INSTRUCTIONS FOR THE TASK. The reply should consist of the full listing, written out exactly.
- - - - - - -
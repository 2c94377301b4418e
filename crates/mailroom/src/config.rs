//! Queue and worker configuration.

use crate::error::{QueueError, QueueResult};
use serde::{Deserialize, Serialize};
use std::path::PathBuf;
use std::time::Duration;

/// Configuration for a single on-disk queue.
///
/// A queue lives at `<root_dir>/<queue_name>/` and owns the `queued/` and
/// `pulled/` state directories underneath it. `dead_letters` may name another
/// queue (recursively) that receives terminally failed and expired messages.
#[derive(Debug, Clone, Serialize, Deserialize)]
pub struct QueueSettings {
    /// Parent directory containing all queues.
    pub root_dir: PathBuf,

    /// Directory name of this queue; unique under `root_dir`.
    pub queue_name: String,

    /// Failed attempts allowed before a message is dead-lettered or
    /// discarded. `None` disables the cap.
    #[serde(default = "default_max_retries")]
    pub max_retries: Option<u32>,

    /// Push is rejected once `queued/` holds this many messages
    /// (0 = unlimited).
    #[serde(default)]
    pub max_queued_messages: usize,

    /// Push is rejected for payloads above this size (0 = unlimited).
    #[serde(default)]
    pub max_message_bytes: u64,

    /// Messages older than this are routed as dead on pull (0 = no expiry).
    #[serde(default)]
    pub message_ttl_secs: u64,

    /// Dead-letter sink, itself a full queue configuration.
    #[serde(default)]
    pub dead_letters: Option<Box<QueueSettings>>,
}

fn default_max_retries() -> Option<u32> {
    Some(5)
}

impl QueueSettings {
    /// Creates settings with defaults for the given root and name.
    pub fn new(root_dir: impl Into<PathBuf>, queue_name: impl Into<String>) -> Self {
        Self {
            root_dir: root_dir.into(),
            queue_name: queue_name.into(),
            max_retries: default_max_retries(),
            max_queued_messages: 0,
            max_message_bytes: 0,
            message_ttl_secs: 0,
            dead_letters: None,
        }
    }

    /// Sets the retry cap; `None` disables it.
    pub fn with_max_retries(mut self, max_retries: Option<u32>) -> Self {
        self.max_retries = max_retries;
        self
    }

    /// Sets the queued-message capacity (0 = unlimited).
    pub fn with_max_queued_messages(mut self, max: usize) -> Self {
        self.max_queued_messages = max;
        self
    }

    /// Sets the payload size bound (0 = unlimited).
    pub fn with_max_message_bytes(mut self, max: u64) -> Self {
        self.max_message_bytes = max;
        self
    }

    /// Sets the message time-to-live (0 = no expiry).
    pub fn with_message_ttl_secs(mut self, secs: u64) -> Self {
        self.message_ttl_secs = secs;
        self
    }

    /// Attaches a dead-letter queue.
    pub fn with_dead_letters(mut self, dead_letters: QueueSettings) -> Self {
        self.dead_letters = Some(Box::new(dead_letters));
        self
    }

    /// Returns the message TTL as a Duration, or `None` when expiry is off.
    pub fn message_ttl(&self) -> Option<Duration> {
        (self.message_ttl_secs > 0).then(|| Duration::from_secs(self.message_ttl_secs))
    }

    /// Validates the settings tree, failing fast before any directory is
    /// touched.
    pub fn validate(&self) -> QueueResult<()> {
        if self.queue_name.is_empty() {
            return Err(QueueError::Configuration("queue name is empty".into()));
        }
        if self.queue_name.contains(['/', '\\']) || self.queue_name == "." || self.queue_name == ".." {
            return Err(QueueError::Configuration(format!(
                "queue name is not a plain directory name: {:?}",
                self.queue_name
            )));
        }
        if self.root_dir.as_os_str().is_empty() {
            return Err(QueueError::Configuration("root_dir is empty".into()));
        }
        if let Some(dead_letters) = &self.dead_letters {
            dead_letters.validate()?;
        }
        Ok(())
    }
}

/// Configuration for a single worker.
#[derive(Debug, Clone, Serialize, Deserialize)]
pub struct WorkerConfig {
    /// Dispatch group joined at startup.
    #[serde(default = "default_group")]
    pub group: String,

    /// Hard wall-clock ceiling for a single handler invocation, in
    /// milliseconds.
    #[serde(default = "default_job_timeout_ms")]
    pub job_timeout_ms: u64,

    /// Idle poll interval in milliseconds; the recovery mechanism against
    /// missed wake-ups.
    #[serde(default = "default_poll_interval_ms")]
    pub poll_interval_ms: u64,
}

fn default_group() -> String {
    "workers".to_string()
}

fn default_job_timeout_ms() -> u64 {
    5_000
}

fn default_poll_interval_ms() -> u64 {
    1_000
}

impl Default for WorkerConfig {
    fn default() -> Self {
        Self {
            group: default_group(),
            job_timeout_ms: default_job_timeout_ms(),
            poll_interval_ms: default_poll_interval_ms(),
        }
    }
}

impl WorkerConfig {
    /// Returns the job timeout as a Duration.
    pub fn job_timeout(&self) -> Duration {
        Duration::from_millis(self.job_timeout_ms)
    }

    /// Returns the idle poll interval as a Duration.
    pub fn poll_interval(&self) -> Duration {
        Duration::from_millis(self.poll_interval_ms)
    }

    /// Validates the worker configuration.
    pub fn validate(&self) -> QueueResult<()> {
        if self.job_timeout_ms == 0 {
            return Err(QueueError::Configuration(
                "worker job timeout must be positive".into(),
            ));
        }
        if self.poll_interval_ms == 0 {
            return Err(QueueError::Configuration(
                "worker poll interval must be positive".into(),
            ));
        }
        Ok(())
    }
}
- - - - - - -
SOLUTION TO THE PROBLEM.
repository 2c94377301b4418e
filename crates/mailroom/src/config.rs
//! Queue and worker configuration.

use crate::error::{QueueError, QueueResult};
use serde::{Deserialize, Serialize};
use std::path::PathBuf;
use std::time::Duration;

/// Configuration for a single on-disk queue.
///
/// A queue lives at `<root_dir>/<queue_name>/` and owns the `queued/` and
/// `pulled/` state directories underneath it. `dead_letters` may name another
/// queue (recursively) that receives terminally failed and expired messages.
#[derive(Debug, Clone, Serialize, Deserialize)]
pub struct QueueSettings {
    /// Parent directory containing all queues.
    pub root_dir: PathBuf,

    /// Directory name of this queue; unique under `root_dir`.
    pub queue_name: String,

    /// Failed attempts allowed before a message is dead-lettered or
    /// discarded. `None` disables the cap.
    #[serde(default = "default_max_retries")]
    pub max_retries: Option<u32>,

    /// Push is rejected once `queued/` holds this many messages
    /// (0 = unlimited).
    #[serde(default)]
    pub max_queued_messages: usize,

    /// Push is rejected for payloads above this size (0 = unlimited).
    #[serde(default)]
    pub max_message_bytes: u64,

    /// Messages older than this are routed as dead on pull (0 = no expiry).
    #[serde(default)]
    pub message_ttl_secs: u64,

    /// Dead-letter sink, itself a full queue configuration.
    #[serde(default)]
    pub dead_letters: Option<Box<QueueSettings>>,
}

fn default_max_retries() -> Option<u32> {
    Some(5)
}

impl QueueSettings {
    /// Creates settings with defaults for the given root and name.
    pub fn new(root_dir: impl Into<PathBuf>, queue_name: impl Into<String>) -> Self {
        Self {
            root_dir: root_dir.into(),
            queue_name: queue_name.into(),
            max_retries: default_max_retries(),
            max_queued_messages: 0,
            max_message_bytes: 0,
            message_ttl_secs: 0,
            dead_letters: None,
        }
    }

    /// Sets the retry cap; `None` disables it.
    pub fn with_max_retries(mut self, max_retries: Option<u32>) -> Self {
        self.max_retries = max_retries;
        self
    }

    /// Sets the queued-message capacity (0 = unlimited).
    pub fn with_max_queued_messages(mut self, max: usize) -> Self {
        self.max_queued_messages = max;
        self
    }

    /// Sets the payload size bound (0 = unlimited).
    pub fn with_max_message_bytes(mut self, max: u64) -> Self {
        self.max_message_bytes = max;
        self
    }

    /// Sets the message time-to-live (0 = no expiry).
    pub fn with_message_ttl_secs(mut self, secs: u64) -> Self {
        self.message_ttl_secs = secs;
        self
    }

    /// Attaches a dead-letter queue.
    pub fn with_dead_letters(mut self, dead_letters: QueueSettings) -> Self {
        self.dead_letters = Some(Box::new(dead_letters));
        self
    }

    /// Returns the message TTL as a Duration, or `None` when expiry is off.
    pub fn message_ttl(&self) -> Option<Duration> {
        (self.message_ttl_secs > 0).then(|| Duration::from_secs(self.message_ttl_secs))
    }

    /// Validates the settings tree, failing fast before any directory is
    /// touched.
    pub fn validate(&self) -> QueueResult<()> {
        if self.queue_name.is_empty() {
            return Err(QueueError::Configuration("queue name is empty".into()));
        }
        if self.queue_name.contains(['/', '\\']) || self.queue_name == "." || self.queue_name == ".." {
            return Err(QueueError::Configuration(format!(
                "queue name is not a plain directory name: {:?}",
                self.queue_name
            )));
        }
        if self.root_dir.as_os_str().is_empty() {
            return Err(QueueError::Configuration("root_dir is empty".into()));
        }
        if let Some(dead_letters) = &self.dead_letters {
            dead_letters.validate()?;
        }
        Ok(())
    }
}

/// Configuration for a single worker.
#[derive(Debug, Clone, Serialize, Deserialize)]
pub struct WorkerConfig {
    /// Dispatch group joined at startup.
    #[serde(default = "default_group")]
    pub group: String,

    /// Hard wall-clock ceiling for a single handler invocation, in
    /// milliseconds.
    #[serde(default = "default_job_timeout_ms")]
    pub job_timeout_ms: u64,

    /// Idle poll interval in milliseconds; the recovery mechanism against
    /// missed wake-ups.
    #[serde(default = "default_poll_interval_ms")]
    pub poll_interval_ms: u64,
}

fn default_group() -> String {
    "workers".to_string()
}

fn default_job_timeout_ms() -> u64 {
    5_000
}

fn default_poll_interval_ms() -> u64 {
    1_000
}

impl Default for WorkerConfig {
    fn default() -> Self {
        Self {
            group: default_group(),
            job_timeout_ms: default_job_timeout_ms(),
            poll_interval_ms: default_poll_interval_ms(),
        }
    }
}

impl WorkerConfig {
    /// Returns the job timeout as a Duration.
    pub fn job_timeout(&self) -> Duration {
        Duration::from_millis(self.job_timeout_ms)
    }

    /// Returns the idle poll interval as a Duration.
    pub fn poll_interval(&self) -> Duration {
        Duration::from_millis(self.poll_interval_ms)
    }

    /// Validates the worker configuration.
    pub fn validate(&self) -> QueueResult<()> {
        if self.job_timeout_ms == 0 {
            return Err(QueueError::Configuration(
                "worker job timeout must be positive".into(),
            ));
        }
        if self.poll_interval_ms == 0 {
            return Err(QueueError::Configuration(
                "worker poll interval must be positive".into(),
            ));
        }
        Ok(())
    }
}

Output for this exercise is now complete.